Homeschooling is hard….and this is why,because it truly brings out the sin of the parent, especially as parents truly understand that “the goal of an education from a Biblical worldview is discipleship: “A student is not above his teacher, but everyone who is fully trained will be like his teacher” (Luke 6:40 NIV) (pg 130)
It is beautiful and it covers all sins. Once we sit and submit, request His will to be ours…no matter how badly we mess up, HIS grace will overcome all!
Israel Wayne covers God’s grace beautifully at the end of the book. He shares his own family’s testimony…and how imperfect families, situations and people….are all covered by God’s grace when they sit at His feet, allow Him to change their hearts and direct their paths!
In the end, Israel Wayne did not have the easy life I assumed he had. He has grown deep in the word of God. His words hit hard…and have pushed me…to be a better wife and mother. To spend less time online and most of my time off line…being my husband’s helper and my children’s mother. Not because it’s easy, but because it is the place God has me…He has blessed me with three children. While many may be called to leave their home and let others teach and raise their children…there is no judgement here.

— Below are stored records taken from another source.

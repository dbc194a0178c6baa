use async_trait::async_trait;
use k8s_openapi::api::core::v1::{Endpoints, Service};
use kube::api::{Api, DeleteParams, ListParams, PostParams};
use kube::config::{KubeConfigOptions, Kubeconfig};
use kube::{Client, Config};
use pkg_constants::cluster::DELETE_GRACE_PERIOD_SECS;
use tracing::{debug, info};

use crate::ClusterGateway;
use crate::error::{GatewayError, ResourceKind};

/// Gateway backed by the Kubernetes API server via `kube`.
#[derive(Clone)]
pub struct KubeGateway {
    namespace: String,
    services: Api<Service>,
    endpoints: Api<Endpoints>,
}

impl KubeGateway {
    pub fn new(client: Client, namespace: &str) -> Self {
        Self {
            namespace: namespace.to_string(),
            services: Api::namespaced(client.clone(), namespace),
            endpoints: Api::namespaced(client, namespace),
        }
    }

    /// Build a client from a kubeconfig and scope it to `namespace`.
    ///
    /// With no explicit kubeconfig the usual lookup applies: `$KUBECONFIG`,
    /// then `~/.kube/config`, then the in-cluster service account.
    pub async fn connect(
        kubeconfig: Option<&str>,
        context: Option<&str>,
        namespace: &str,
    ) -> Result<Self, GatewayError> {
        let options = KubeConfigOptions {
            context: context.map(str::to_string),
            ..Default::default()
        };

        let config = match (kubeconfig, context) {
            (Some(path), _) => {
                info!("Loading kubeconfig from {}", path);
                let kc = Kubeconfig::read_from(path).map_err(|e| {
                    GatewayError::Connection(format!("cannot read kubeconfig {}: {}", path, e))
                })?;
                Config::from_custom_kubeconfig(kc, &options)
                    .await
                    .map_err(|e| GatewayError::Connection(format!("invalid kubeconfig: {}", e)))?
            }
            (None, Some(ctx)) => {
                info!("Using kubeconfig context {}", ctx);
                Config::from_kubeconfig(&options)
                    .await
                    .map_err(|e| GatewayError::Connection(format!("invalid kubeconfig: {}", e)))?
            }
            (None, None) => Config::infer().await.map_err(|e| {
                GatewayError::Connection(format!("cannot infer cluster config: {}", e))
            })?,
        };

        debug!("Cluster API endpoint: {}", config.cluster_url);
        let client = Client::try_from(config).map_err(|e| GatewayError::Connection(e.to_string()))?;
        Ok(Self::new(client, namespace))
    }

    fn service_err(&self, err: kube::Error, name: &str) -> GatewayError {
        GatewayError::from_kube(err, ResourceKind::Service, &self.namespace, name)
    }

    fn endpoints_err(&self, err: kube::Error, name: &str) -> GatewayError {
        GatewayError::from_kube(err, ResourceKind::Endpoints, &self.namespace, name)
    }
}

fn delete_params() -> DeleteParams {
    DeleteParams::default().grace_period(DELETE_GRACE_PERIOD_SECS)
}

#[async_trait]
impl ClusterGateway for KubeGateway {
    fn namespace(&self) -> &str {
        &self.namespace
    }

    async fn get_service(&self, name: &str) -> Result<Service, GatewayError> {
        debug!("GET service {}/{}", self.namespace, name);
        self.services.get(name).await.map_err(|e| self.service_err(e, name))
    }

    async fn delete_service(&self, name: &str) -> Result<(), GatewayError> {
        debug!("DELETE service {}/{}", self.namespace, name);
        self.services
            .delete(name, &delete_params())
            .await
            .map(|_| ())
            .map_err(|e| self.service_err(e, name))
    }

    async fn create_service(&self, service: &Service) -> Result<Service, GatewayError> {
        let name = service.metadata.name.as_deref().unwrap_or_default();
        debug!("POST service {}/{}", self.namespace, name);
        self.services
            .create(&PostParams::default(), service)
            .await
            .map_err(|e| self.service_err(e, name))
    }

    async fn list_services(&self, label_selector: &str) -> Result<Vec<Service>, GatewayError> {
        debug!("LIST services in {} ({})", self.namespace, label_selector);
        let params = ListParams::default().labels(label_selector);
        self.services
            .list(&params)
            .await
            .map(|list| list.items)
            .map_err(|e| self.service_err(e, label_selector))
    }

    async fn create_endpoints(&self, endpoints: &Endpoints) -> Result<Endpoints, GatewayError> {
        let name = endpoints.metadata.name.as_deref().unwrap_or_default();
        debug!("POST endpoints {}/{}", self.namespace, name);
        self.endpoints
            .create(&PostParams::default(), endpoints)
            .await
            .map_err(|e| self.endpoints_err(e, name))
    }

    async fn delete_endpoints(&self, name: &str) -> Result<(), GatewayError> {
        debug!("DELETE endpoints {}/{}", self.namespace, name);
        self.endpoints
            .delete(name, &delete_params())
            .await
            .map(|_| ())
            .map_err(|e| self.endpoints_err(e, name))
    }
}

I do see the beauty though, in taking this responsibility and being the one to be there at all times for my children.
One day, they will leave our home….and I want them to know that we love(d) them so much….we made this choice and would make it all over again. We also want to lead by example…to show them God’s word, not just read it or preach it. We want them to see our walk and our imperfection…so we can share…what Israel shares in the last part of his book….
That is beautiful!
By no means have I covered this book. It is one that will remain close to my hands…that I will review every month…to help me stay on the path God has laid for me.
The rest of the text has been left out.